Further, the data classification system disclosed in this embodiment may further include:
the training unit is used for carrying out model training through non-sensitive data to obtain a first classification model, wherein the non-sensitive data at least comprises: a first portion of data for a known classification label and a second portion of data for a second plurality of classification models.
Further, the data classification system disclosed in this embodiment may further include:
the marking unit is used for marking the second part of data through a plurality of second classification models respectively; and determining the classification mark of each data in the second part of data based on the first classification result of each second classification model on each data in the second part of data and the mark weight of the second classification model.
Further, the labeling unit labels the second part of data through a plurality of second classification models, respectively, including:
the marking unit respectively inputs the second part of data into different second classification models; obtaining a first classification result for at least part of the second part of data output by each second classification model; and determining the marked data proportion of each second classification model based on the first classification result output by each second classification model and at least part of the second part of data for which the first classification result aims.
Further, the data classification system disclosed in this embodiment may further include:
a weight determination unit for determining a labeling weight for each of the second classification models, wherein:
the weight determining unit is used for inputting the first part of data into each second classification model and obtaining a second classification result of each second classification model on each data in the first part of data; determining the classification accuracy of each second classification model based on the classification mark of each data in the first part of data and the second classification result; and determining the marking weight of each second classification model based on the classification accuracy of each second classification model and the marking data proportion of each second classification model.
Further, the training unit is used for determining a first classification result of the plurality of second classification models on each data in the second part of data; determining a weight of each data in the second portion of data based on a consistency of the first classification result for each data in the second portion of data based on a different second classification model; and performing model training through the first part of data and the second part of data containing the weight to obtain a first classification model.
Further, each second classification model is obtained by training sensitive data stored in a device where the second classification model is located, and the training includes:
determining sensitive data stored by the device; and training a second classification model local to the current device in a semi-supervised mode based on sensitive data stored by the current device.
The data classification system disclosed in this embodiment is implemented based on the data classification method disclosed in the above embodiment, and is not described herein again.
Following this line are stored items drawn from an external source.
pub mod climdiv;
pub mod population;

pub use climdiv::{ClimateDivisionRecord, MonthlyValue, Variable};
pub use population::PopulationRecord;
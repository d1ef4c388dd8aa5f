//! Download and decode the NOAA climate division files for California.
//!
//! Three fixed-width files (precipitation, max and min temperature) are
//! downloaded from the climdiv flat-file host, decoded, outer joined on
//! (division, year, month) and written as one processed CSV.

use std::time::Duration;

use anyhow::{anyhow, Result};

use crate::{
    cli::create_spinner,
    csv, download,
    reading::climdiv::{self, MonthlyValue, Variable},
};

use super::data_dir;

const BASE_URL: &str = "https://www.ncei.noaa.gov/pub/data/cirs/climdiv";

const FILES: [(Variable, &str); 3] = [
    (Variable::Precipitation, "climdiv-ca-pcpncy-v1.0.0-20250905.txt"),
    (Variable::MaxTemperature, "climdiv-ca-tmaxcy-v1.0.0-20250905.txt"),
    (Variable::MinTemperature, "climdiv-ca-tmincy-v1.0.0-20250905.txt"),
];
const README_FILE: &str = "climdiv-inv-readme.txt";

const FIRST_YEAR: i32 = 2000;
const LAST_YEAR: i32 = 2025;

// be respectful to the flat-file host
const DOWNLOAD_DELAY: Duration = Duration::from_secs(1);

pub async fn climate_divisions() -> Result<String> {
    let out_dir = data_dir("noaa_climate_divisions")?;

    println!("🌦️  Downloading NOAA Climate Divisional Data for California");

    let mut tables: Vec<(Variable, Vec<MonthlyValue>)> = Vec::new();
    for (variable, filename) in FILES {
        let file_path = out_dir.join(filename);

        let bar = create_spinner(format!("Downloading {filename}..."));
        let downloaded = download::download_file(&format!("{BASE_URL}/{filename}"), &file_path).await;
        bar.finish_and_clear();

        match downloaded {
            Ok(bytes) => println!("✅ Downloaded {} ({:.1} KB)", filename, bytes as f64 / 1024.0),
            Err(e) => {
                println!("❌ Error downloading {filename}: {e}");
                tokio::time::sleep(DOWNLOAD_DELAY).await;
                continue;
            }
        }
        tokio::time::sleep(DOWNLOAD_DELAY).await;

        // a decode failure aborts this file only
        match climdiv::decode_file(&file_path) {
            Ok(values) => {
                println!("✅ Processed {}: {} records", variable.column_name(), values.len());
                tables.push((variable, values));
            }
            Err(e) => println!("❌ Error processing {filename}: {e}"),
        }
    }

    if let Err(e) =
        download::download_file(&format!("{BASE_URL}/{README_FILE}"), &out_dir.join(README_FILE)).await
    {
        println!("❌ Error downloading {README_FILE}: {e}");
    }

    if tables.is_empty() {
        return Err(anyhow!("no climate division files were successfully processed"));
    }

    println!("\n🔄 Merging climate data...");
    let merged = climdiv::outer_join(&tables)?;
    let records = climdiv::filter_years(merged, FIRST_YEAR, LAST_YEAR);

    let output_file = out_dir.join("california_climate_data_processed.csv");
    csv::save_climdiv(&records, &output_file)?;

    println!("✅ Saved processed data: {}", output_file.display());
    println!("📈 Records: {}", records.len());

    let min_year = records.iter().map(|r| r.year).min();
    let max_year = records.iter().map(|r| r.year).max();
    if let (Some(min_year), Some(max_year)) = (min_year, max_year) {
        println!("📅 Date range: {min_year}-{max_year}");
    }
    let divisions: std::collections::BTreeSet<&str> =
        records.iter().map(|r| r.division_code.as_str()).collect();
    println!("🌍 Climate divisions: {}", divisions.len());

    Ok(output_file.to_string_lossy().to_string())
}
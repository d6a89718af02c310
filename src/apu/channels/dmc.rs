//! DMC (Delta Modulation Channel) register storage.
//!
//! Full DMC playback (sample fetch, DMA stalls, shift-register output, IRQ)
//! is out of scope for this core; this channel is present only so that
//! `$4010-$4013` decode correctly and `$4015`'s DMC-enable bit and DMC IRQ
//! bit read back sensibly. Output is always 0, which is a no-op input to
//! the mixer's `tnd_out` formula.

/// DMC channel, register-storage-only. `output()` is always 0.
#[derive(Debug, Clone)]
pub struct DmcChannel {
    /// Enabled flag (from $4015)
    pub(crate) enabled: bool,
    /// IRQ enable flag ($4010 bit 7)
    pub(crate) irq_enabled: bool,
    /// Loop flag ($4010 bit 6)
    pub(crate) loop_flag: bool,
    /// Rate index ($4010 bits 0-3)
    pub(crate) rate_index: u8,
    /// Direct load value ($4011)
    pub(crate) direct_load: u8,
    /// Sample address, $C000 + (value * 64) ($4012)
    pub(crate) sample_address: u16,
    /// Sample length, (value * 16) + 1 bytes ($4013)
    pub(crate) sample_length: u16,
}

impl Default for DmcChannel {
    fn default() -> Self {
        Self::new()
    }
}

impl DmcChannel {
    /// Create a new DMC channel
    pub fn new() -> Self {
        Self {
            enabled: false,
            irq_enabled: false,
            loop_flag: false,
            rate_index: 0,
            direct_load: 0,
            sample_address: 0xC000,
            sample_length: 1,
        }
    }

    /// Write to register 0 ($4010)
    pub fn write_register_0(&mut self, data: u8) {
        self.irq_enabled = (data & 0x80) != 0;
        self.loop_flag = (data & 0x40) != 0;
        self.rate_index = data & 0x0F;
    }

    /// Write to register 1 ($4011 - direct load)
    pub fn write_register_1(&mut self, data: u8) {
        self.direct_load = data & 0x7F;
    }

    /// Write to register 2 ($4012 - sample address)
    pub fn write_register_2(&mut self, data: u8) {
        self.sample_address = 0xC000 + ((data as u16) << 6);
    }

    /// Write to register 3 ($4013 - sample length)
    pub fn write_register_3(&mut self, data: u8) {
        self.sample_length = ((data as u16) << 4) + 1;
    }

    /// Set the enabled flag (from $4015)
    pub fn set_enabled(&mut self, enabled: bool) {
        self.enabled = enabled;
    }

    /// Status bit for $4015: always reads back as inactive since no sample
    /// playback is driven.
    pub fn is_active(&self) -> bool {
        false
    }

    /// DMC IRQ is never asserted by this stub.
    pub fn irq_pending(&self) -> bool {
        false
    }

    /// Output is always 0 — a valid no-op input to the mixer's `tnd_out`.
    pub fn output(&self) -> u8 {
        0
    }
}

#[cfg(test)]
mod tests {
    use super::*;

    #[test]
    fn test_dmc_registers_decode() {
        let mut dmc = DmcChannel::new();
        dmc.write_register_0(0b1100_0101);
        assert!(dmc.irq_enabled);
        assert!(dmc.loop_flag);
        assert_eq!(dmc.rate_index, 5);

        dmc.write_register_1(0x7F);
        assert_eq!(dmc.direct_load, 0x7F);

        dmc.write_register_2(0x01);
        assert_eq!(dmc.sample_address, 0xC040);

        dmc.write_register_3(0x01);
        assert_eq!(dmc.sample_length, 17);
    }

    #[test]
    fn test_dmc_output_always_zero() {
        let mut dmc = DmcChannel::new();
        dmc.set_enabled(true);
        dmc.write_register_1(0x7F);
        assert_eq!(dmc.output(), 0);
        assert!(!dmc.is_active());
        assert!(!dmc.irq_pending());
    }
}
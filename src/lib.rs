// NES APU core library
//
// Cycle-accurate NES Audio Processing Unit emulation plus a
// frame-synchronous driver. See `Driver` for the external contract
// (CPU-bus reads/writes, frame advance, audio drain, IRQ line).

// Public modules
pub mod apu;
pub mod audio;
pub mod bus;
pub mod config;
pub mod driver;
pub mod error;

// Re-export main types for convenience
pub use apu::{Apu, RawChannelOutputs};
pub use audio::{AudioRing, Mixer, Resampler};
#[cfg(feature = "audio")]
pub use audio::{AudioConfig, AudioOutput, AudioSystem};
pub use bus::MemoryMappedDevice;
pub use config::DriverConfig;
pub use driver::{Driver, TimingStats, CYCLES_PER_FRAME};
pub use error::ApuError;

#[cfg(test)]
mod tests {
    use super::*;

    #[test]
    fn test_library_components() {
        let _apu = Apu::new();
        let _driver = Driver::new(&DriverConfig::default());
    }
}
The embodiment discloses a data classification system, which obtains data to be classified, extracts feature information of the data to be classified, inputs the feature information of the data to be classified into a first classification model, obtains a classification result, and determines the classification result as the type of the data to be classified, wherein the first classification model is: the data classification method based on the non-sensitive data is obtained by training the non-sensitive data marked by the plurality of second classification models, and each second classification model is obtained by training the sensitive data stored in the device where the second classification model is located. According to the scheme, the classification is carried out through the first classification model, the first classification model is obtained based on non-sensitive data training, the non-sensitive data are marked through the second classification models, the second classification models are obtained based on sensitive data stored in the devices, the first classification model is not directly trained based on the sensitive data, but is obtained based on the non-sensitive data training, and the problem of privacy disclosure is avoided.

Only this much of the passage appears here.